A maior economia da América Latina não parece mais uma pechincha para os investidores, pois uma resposta frustrada à pandemia transformou o país no novo epicentro do vírus que mais cresce no mundo.
Dois ministros da saúde saíram em meio a confrontos com o presidente Jair Bolsonaro, cujo governo foi envolvido em uma crise política que abriu a porta para um possível impeachment.
Isso deixou uma ambiciosa agenda de reformas, que incluiu uma revisão do sistema tributário, quase morta. Sem reformas à vista e mais gastos para combater o vírus, as preocupações fiscais ressurgiram.
Brasil não tão mais atraente
“Não há um catalisador claro” para uma recuperação, disse Paulo Pereira Miguel, sócio do Julius Baer Family Office em São Paulo. “Há ceticismo sobre as perspectivas fiscais do país após a crise”.
O dólar subiu mais de 30% este ano, superando qualquer outra moeda no mundo, e as ações perderam quase metade do seu valor em termos de dólares em meio à grande quantidade de problemas locais.

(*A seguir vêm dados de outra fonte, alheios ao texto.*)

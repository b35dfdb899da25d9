//! Core functionality module
//!
//! This module contains the session machinery: configuration, error types,
//! output naming and numbering, persistence and the orchestration loop.
//!
//! # Submodules
//!
//! - `config` - Configuration file loading, saving, and management
//! - `settings` - Resolution of flags and config into a `RunConfiguration`
//! - `error` - Error types and result aliases
//! - `folders` - Output and temp folder preparation
//! - `naming` - File name patterns
//! - `numbering` - Scan number allocation from existing files
//! - `pdf` - PDF assembly from JPEG pages
//! - `persist` - Writing scans to the output folder
//! - `session` - The orchestration loop and its collaborator traits
//! - `launch` - Session startup and mode wiring

pub mod config;
pub mod error;
pub mod folders;
pub mod launch;
pub mod naming;
pub mod numbering;
pub mod pdf;
pub mod persist;
pub mod session;
pub mod settings;
//! One-shot scanner discovery
//!
//! Discovery runs once, before a session exists, and either yields a single
//! address or gives up after a timeout.

use crate::core::error::{Result, ScanError};
use crossbeam_channel::{bounded, RecvTimeoutError};
use log::debug;
use std::sync::Arc;
use std::thread;
use std::time::Duration;

/// A scanner found on the network
#[derive(Debug, Clone, PartialEq, Eq)]
pub struct DiscoveredDevice {
    /// Announced service name
    pub name: String,
    /// Address usable by the HTTP client (`host:port`)
    pub address: String,
}

/// A way of finding a scanner
pub trait DeviceDiscovery: Send + Sync {
    /// Block until one scanner is found
    fn discover(&self) -> Result<DiscoveredDevice>;
}

/// Run `discovery` on a worker thread and wait at most `timeout` for it
///
/// A worker that is still running when the timeout fires is left to finish
/// on its own; its answer is dropped.
pub fn discover_with_timeout(
    discovery: Arc<dyn DeviceDiscovery>,
    timeout: Duration,
) -> Result<DiscoveredDevice> {
    let (tx, rx) = bounded(1);

    thread::Builder::new()
        .name("scanner-discovery".to_string())
        .spawn(move || {
            let _ = tx.send(discovery.discover());
        })?;

    debug!("Waiting up to {} s for scanner discovery", timeout.as_secs());
    match rx.recv_timeout(timeout) {
        Ok(result) => result,
        Err(RecvTimeoutError::Timeout) => Err(ScanError::Timeout(timeout.as_secs())),
        Err(RecvTimeoutError::Disconnected) => Err(ScanError::DeviceError(
            "discovery worker stopped without an answer".to_string(),
        )),
    }
}

#[cfg(test)]
mod tests {
    use super::*;
    use crate::testdb::StaticDiscovery;

    #[test]
    fn test_discovery_answer_returned() {
        let found = discover_with_timeout(
            Arc::new(StaticDiscovery::found("Desk MFP", "10.1.1.5:80")),
            Duration::from_secs(2),
        )
        .unwrap();
        assert_eq!(found.address, "10.1.1.5:80");
    }

    #[test]
    fn test_discovery_error_propagates() {
        let result = discover_with_timeout(
            Arc::new(StaticDiscovery::not_found()),
            Duration::from_secs(2),
        );
        assert!(matches!(result, Err(ScanError::Unreachable(_))));
    }

    #[test]
    fn test_discovery_times_out() {
        let slow = StaticDiscovery::found("Slow", "10.1.1.6").after(Duration::from_millis(500));
        let result = discover_with_timeout(Arc::new(slow), Duration::from_millis(50));
        assert!(matches!(result, Err(ScanError::Timeout(_))));
    }
}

Cotação do dólar no Brasil (comercial)
A curva da taxa de juros se inclinou para refletir o risco de deterioração fiscal, enquanto os bônus do dólar soberano foram mais resistentes, respaldados pelas reservas internacionais de US$ 340 bilhões do país.
Para a moeda, as perspectivas são especialmente de desvalorização, pois o Banco Central reduz as taxas de juros para estimular o crescimento, o que reduz seu apelo para operações de Carry Trade para investidores estrangeiros.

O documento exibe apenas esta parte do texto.